• [ASSIGNMENT] Repeat word for word the line with "repository b883b97e12d33870" and every line after it until the records below run out.

• [ENTRIES PROVIDED]
#[tokio::test]
async fn overlapped_round_trip_preserves_bytes() {
    let host = PipeHost::new();
    let (server, client) = connected_pair(&host, "ovl-rt", 4096).await;

    let write_event = host.create_event(true, false).unwrap();
    let write_ov = host.create_overlapped(write_event).unwrap();
    let out = host.allocate_buffer(32).unwrap();
    out.write_bytes(0, b"overlapped bytes").unwrap();
    host.write_overlapped(client, &write_ov, &out, 0, 16).unwrap();

    let read_event = host.create_event(true, false).unwrap();
    let read_ov = host.create_overlapped(read_event).unwrap();
    let inbuf = host.allocate_buffer(32).unwrap();
    host.read_overlapped(server, &read_ov, &inbuf, 0, 32).unwrap();

    assert_eq!(
        host.wait_for_multiple_objects(&[read_event], false, INFINITE)
            .await
            .unwrap(),
        WaitResult::Object(0)
    );
    assert_eq!(
        host.get_overlapped_result(server, &read_ov, true)
            .await
            .unwrap(),
        OverlappedResult::Complete(16)
    );
    assert_eq!(
        host.get_overlapped_result(client, &write_ov, true)
            .await
            .unwrap(),
        OverlappedResult::Complete(16)
    );
    assert_eq!(inbuf.read_bytes(0, 16).unwrap(), b"overlapped bytes");

    host.free_buffer(&out).unwrap();
    host.free_buffer(&inbuf).unwrap();
}

#[tokio::test]
async fn short_read_reports_more_data() {
    let host = PipeHost::new();
    let (server, client) = connected_pair(&host, "more-data", 4096).await;

    host.write_file(client, b"PIPEDATA").await.unwrap();

    let event = host.create_event(true, false).unwrap();
    let overlapped = host.create_overlapped(event).unwrap();
    let buf = host.allocate_buffer(8).unwrap();
    host.read_overlapped(server, &overlapped, &buf, 0, 3).unwrap();

    assert_eq!(
        host.get_overlapped_result(server, &overlapped, true)
            .await
            .unwrap(),
        OverlappedResult::MoreData(3)
    );
    assert_eq!(buf.read_bytes(0, 3).unwrap(), b"PIP");

    let mut rest = [0u8; 8];
    let n = host.read_file(server, &mut rest).await.unwrap();
    assert_eq!(&rest[..n], b"EDATA");
}

#[tokio::test]
async fn write_larger_than_capacity_completes_as_reader_drains() {
    let host = PipeHost::new();
    let (server, client) = connected_pair(&host, "small-cap", 4).await;

    let event = host.create_event(true, false).unwrap();
    let overlapped = host.create_overlapped(event).unwrap();
    let out = host.allocate_buffer(10).unwrap();
    out.write_bytes(0, b"0123456789").unwrap();
    host.write_overlapped(client, &overlapped, &out, 0, 10).unwrap();

    let mut collected = Vec::new();
    while collected.len() < 10 {
        let mut chunk = [0u8; 4];
        let n = host.read_file(server, &mut chunk).await.unwrap();
        collected.extend_from_slice(&chunk[..n]);
    }
    assert_eq!(collected, b"0123456789");

    assert_eq!(
        host.get_overlapped_result(client, &overlapped, true)
            .await
            .unwrap(),
        OverlappedResult::Complete(10)
    );
}

// ---- in-flight contract ------------------------------------------------

#[tokio::test]
async fn second_operation_on_busy_handle_is_rejected() {
    let host = PipeHost::new();
    let (server, _client) = connected_pair(&host, "busy-handle", 4096).await;

    let event = host.create_event(true, false).unwrap();
    let overlapped = host.create_overlapped(event).unwrap();
    let buf = host.allocate_buffer(16).unwrap();
    host.read_overlapped(server, &overlapped, &buf, 0, 16).unwrap();

    // Same descriptor and a fresh one are both turned away while the
    // first read is in flight.
    assert_eq!(
        host.read_overlapped(server, &overlapped, &buf, 0, 16)
            .unwrap_err(),
        PipeError::PipeBusy
    );
    let event2 = host.create_event(true, false).unwrap();
    let overlapped2 = host.create_overlapped(event2).unwrap();
    assert_eq!(
        host.read_overlapped(server, &overlapped2, &buf, 0, 16)
            .unwrap_err(),
        PipeError::PipeBusy
    );

    assert!(host.cancel_io(server).unwrap());
}

#[tokio::test]
async fn cancel_releases_a_concurrent_waiter() {
    let host = PipeHost::new();
    let (server, _client) = connected_pair(&host, "cancel", 4096).await;

    let event = host.create_event(true, false).unwrap();
    let overlapped = host.create_overlapped(event).unwrap();
    let buf = host.allocate_buffer(16).unwrap();
    host.read_overlapped(server, &overlapped, &buf, 0, 16).unwrap();

    let waiter = {
        let host = host.clone();
        tokio::spawn(async move {
            host.wait_for_multiple_objects(&[event], false, INFINITE)
                .await
        })
    };

    assert!(host.cancel_io(server).unwrap());
    assert_eq!(waiter.await.unwrap().unwrap(), WaitResult::Object(0));
    assert_eq!(
        host.get_overlapped_result(server, &overlapped, true)
            .await
            .unwrap_err(),
        PipeError::Canceled
    );

    // Nothing left to cancel.
    assert!(!host.cancel_io(server).unwrap());
}
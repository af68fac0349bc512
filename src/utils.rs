use crate::error::{PipeError, Result};

/// Format pipe name to the Windows named pipe namespace
pub fn format_pipe_name(name: &str) -> String {
    if name.starts_with("\\\\.\\pipe\\") {
        name.to_string()
    } else {
        format!("\\\\.\\pipe\\{}", name)
    }
}

/// Reject names that are empty once the namespace prefix is stripped.
pub(crate) fn validate_pipe_name(name: &str) -> Result<()> {
    let bare = name.strip_prefix("\\\\.\\pipe\\").unwrap_or(name);
    if bare.is_empty() {
        return Err(PipeError::generic("pipe name must not be empty"));
    }
    Ok(())
}
use crate::motion::MotionKind;
use crate::vector::Vec2;
use thiserror::Error;

#[derive(Clone, Copy, Debug, PartialEq, Error)]
pub enum AberrationError {
    /// The emitter moved at or above the propagation speed, so the Lorentz
    /// factor is undefined.
    #[error(
        "emission velocity ({:.3}, {:.3}) is not below the propagation speed {limit}",
        .velocity.x,
        .velocity.y
    )]
    Superluminal { velocity: Vec2, limit: f64 },
}

#[derive(Debug, Error)]
pub enum SimulationError {
    #[error(
        "{model} charge emitted at velocity ({:.3}, {:.3})",
        .velocity.x,
        .velocity.y
    )]
    Superluminal {
        model: MotionKind,
        velocity: Vec2,
        #[source]
        source: AberrationError,
    },
    #[error("rendering failed: {0}")]
    Render(String),
    #[error("platform setup failed: {0}")]
    Platform(String),
}
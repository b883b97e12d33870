use nalgebra::Vector2;

pub type Vec2 = Vector2<f64>;

/// Unit vector pointing at `angle` radians from the x axis.
pub fn unit(angle: f64) -> Vec2 {
    Vec2::new(angle.cos(), angle.sin())
}

/// Like `normalize`, but the zero vector maps to itself.
pub fn normalize_or_zero(v: &Vec2) -> Vec2 {
    let norm = v.norm();
    if norm == 0. {
        return *v;
    }
    v / norm
}

/// Shortens `v` to `max_norm` if it is longer, keeping its direction.
pub fn clamp_norm(v: &Vec2, max_norm: f64) -> Vec2 {
    if v.norm() > max_norm {
        return normalize_or_zero(v) * max_norm;
    }
    *v
}

pub fn angle_of(v: &Vec2) -> f64 {
    v.y.atan2(v.x)
}

#[cfg(test)]
mod tests {
    use super::*;
    use approx::assert_relative_eq;
    use std::f64::consts::{FRAC_PI_2, PI};

    #[test]
    fn zero_vector_normalizes_to_itself() {
        assert_eq!(normalize_or_zero(&Vec2::zeros()), Vec2::zeros());
        assert_relative_eq!(normalize_or_zero(&Vec2::new(3., 4.)), Vec2::new(0.6, 0.8));
    }

    #[test]
    fn clamp_keeps_short_vectors() {
        let v = Vec2::new(3., 4.);
        assert_eq!(clamp_norm(&v, 10.), v);
        assert_relative_eq!(clamp_norm(&v, 1.), Vec2::new(0.6, 0.8));
        assert_eq!(clamp_norm(&Vec2::zeros(), 0.), Vec2::zeros());
    }

    #[test]
    fn angle_of_covers_all_quadrants() {
        assert_relative_eq!(angle_of(&Vec2::new(0., 1.)), FRAC_PI_2);
        assert_relative_eq!(angle_of(&Vec2::new(-1., 0.)), PI);
        assert_relative_eq!(angle_of(&Vec2::new(-1., -1.)), -3. * PI / 4., epsilon = 1e-12);
        assert_relative_eq!(angle_of(&unit(1.2)), 1.2, epsilon = 1e-12);
    }
}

• [ANSWER]
repository b883b97e12d33870
use nalgebra::Vector2;

pub type Vec2 = Vector2<f64>;

/// Unit vector pointing at `angle` radians from the x axis.
pub fn unit(angle: f64) -> Vec2 {
    Vec2::new(angle.cos(), angle.sin())
}

/// Like `normalize`, but the zero vector maps to itself.
pub fn normalize_or_zero(v: &Vec2) -> Vec2 {
    let norm = v.norm();
    if norm == 0. {
        return *v;
    }
    v / norm
}

/// Shortens `v` to `max_norm` if it is longer, keeping its direction.
pub fn clamp_norm(v: &Vec2, max_norm: f64) -> Vec2 {
    if v.norm() > max_norm {
        return normalize_or_zero(v) * max_norm;
    }
    *v
}

pub fn angle_of(v: &Vec2) -> f64 {
    v.y.atan2(v.x)
}

#[cfg(test)]
mod tests {
    use super::*;
    use approx::assert_relative_eq;
    use std::f64::consts::{FRAC_PI_2, PI};

    #[test]
    fn zero_vector_normalizes_to_itself() {
        assert_eq!(normalize_or_zero(&Vec2::zeros()), Vec2::zeros());
        assert_relative_eq!(normalize_or_zero(&Vec2::new(3., 4.)), Vec2::new(0.6, 0.8));
    }

    #[test]
    fn clamp_keeps_short_vectors() {
        let v = Vec2::new(3., 4.);
        assert_eq!(clamp_norm(&v, 10.), v);
        assert_relative_eq!(clamp_norm(&v, 1.), Vec2::new(0.6, 0.8));
        assert_eq!(clamp_norm(&Vec2::zeros(), 0.), Vec2::zeros());
    }

    #[test]
    fn angle_of_covers_all_quadrants() {
        assert_relative_eq!(angle_of(&Vec2::new(0., 1.)), FRAC_PI_2);
        assert_relative_eq!(angle_of(&Vec2::new(-1., 0.)), PI);
        assert_relative_eq!(angle_of(&Vec2::new(-1., -1.)), -3. * PI / 4., epsilon = 1e-12);
        assert_relative_eq!(angle_of(&unit(1.2)), 1.2, epsilon = 1e-12);
    }
}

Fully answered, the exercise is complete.